Saturday, September 24, 2016

The return of the magnificent – the Public.en

Movies The Magnificent Seven



In 1960, when John Sturges directed The Magnificent Seven (and path has helped make Steve McQueen a star), and many spoke of the film be an adaptation to the codes of the western of the Seven Samurai Akira Kurosawa – which in themselves were a sort of western, east on seven ronin (samurais mercenaries) that gather together to protect a village threatened by evil and corruption.

The remake that Antoine Fuqua now makes the film Sturges is an object stranger: this film is unnecessary, that there is only the need for the dying MGM monetize its collection of "content". But it is also – compliment — a film that does not invent, nor updates, nor does it change the coordinates of the Magnificent Seven the originals, which seeks to recover a certain innocence, a certain simplicity of the western classic. And the effort, even that does not reach entirely there, is meritorious.

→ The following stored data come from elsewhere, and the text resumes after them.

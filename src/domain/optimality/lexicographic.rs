//! Lexicographic equality and quasi-equality principles.

use std::collections::BTreeMap;

use super::trace::{LexStep, SelectionTrace};
use crate::domain::foundation::numeric::is_close_with;
use crate::domain::foundation::DecisionMatrix;

/// Criterion indices by descending weight; equal weights keep matrix order.
pub fn priority_order(weights: &[f64]) -> Vec<usize> {
    let mut order: Vec<usize> = (0..weights.len()).collect();
    order.sort_by(|&a, &b| weights[b].total_cmp(&weights[a]));
    order
}

/// Filters alternatives criterion by criterion in priority order, keeping
/// those within `tolerance(criterion)` of the best survivor, until one
/// remains or the criteria run out.
pub fn select_lexicographic<F>(
    matrix: &DecisionMatrix,
    weights: &[f64],
    tolerance: F,
) -> (Vec<usize>, SelectionTrace)
where
    F: Fn(&str) -> f64,
{
    let order = priority_order(weights);
    let mut survivors: Vec<usize> = (0..matrix.alternative_count()).collect();
    let mut steps = Vec::new();

    for &criterion in &order {
        let name = &matrix.criteria()[criterion];
        let threshold = tolerance(name);
        let best = survivors
            .iter()
            .map(|&alt| matrix.value(criterion, alt))
            .fold(f64::NEG_INFINITY, f64::max);
        survivors.retain(|&alt| is_close_with(matrix.value(criterion, alt), best, threshold));

        steps.push(LexStep {
            criterion: name.clone(),
            survivors: survivors
                .iter()
                .map(|&alt| matrix.alternatives()[alt].clone())
                .collect(),
        });
        if survivors.len() == 1 {
            break;
        }
    }

    let trace = SelectionTrace::Lexicographic {
        order: order.iter().map(|&i| matrix.criteria()[i].clone()).collect(),
        steps,
    };
    (survivors, trace)
}

/// Strict lexicographic equality.
pub fn select_lex_equal(matrix: &DecisionMatrix, weights: &[f64]) -> (Vec<usize>, SelectionTrace) {
    select_lexicographic(matrix, weights, |_| 0.0)
}

/// Lexicographic quasi-equality; criteria without a threshold use 0.
/// Threshold names are checked against the matrix by the selector.
pub fn select_lex_quasi_equal(
    matrix: &DecisionMatrix,
    weights: &[f64],
    thresholds: &BTreeMap<String, f64>,
) -> (Vec<usize>, SelectionTrace) {
    select_lexicographic(matrix, weights, |name| {
        thresholds.get(name).copied().unwrap_or(0.0)
    })
}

The changes made by the screenwriters Nic Pizzolatto (creator of the series True Detective), and Richard Wenk are mostly cosmetic, transferring the history of Mexico to the West of California, doing these seven gunmen hired to protect a village from the baron miner that wants to expel, a flock multicultural that includes an oriental, an indian and a mexican, with a black lead. Is the case to say that these new Magnificent Seven reflect the contemporary America at the same time that they highlight the pioneering and emigration that gave way. In the naturalness with which the assume, the film does more for tolerance than all the films of prestige well-intentioned but dramatically inert swarming in festivals type Sundance.

The biggest surprise of this remake, however, is to see Antoine Fuqua, a filmmaker indistinct capable of the best and the worst of (and whose last film seen here, Heart of Steel, was downright forgettable), to rediscover the agility and the intelligence of the title that made his name, the Day of the Workout. Not only for the "reunion" between the two stars of this film, Denzel Washington and Ethan Hawke (and their complicity is more than evident), but above all by the way as Fuqua puts itself at the service of its story and its actors, and does not seek to invent only to do style. It is as if the director had realized that I would never be able to do better than the original, and, freed of that weight, if you limit the count the better you know the story that you have in front of it. Fuqua does not want to do a western, revisionist or post-modern; just want to make a western the best you know and can. And these new Magnificent Seven can not get to the heels of the original, but not dislike of the scrolls. It is already much more than expected.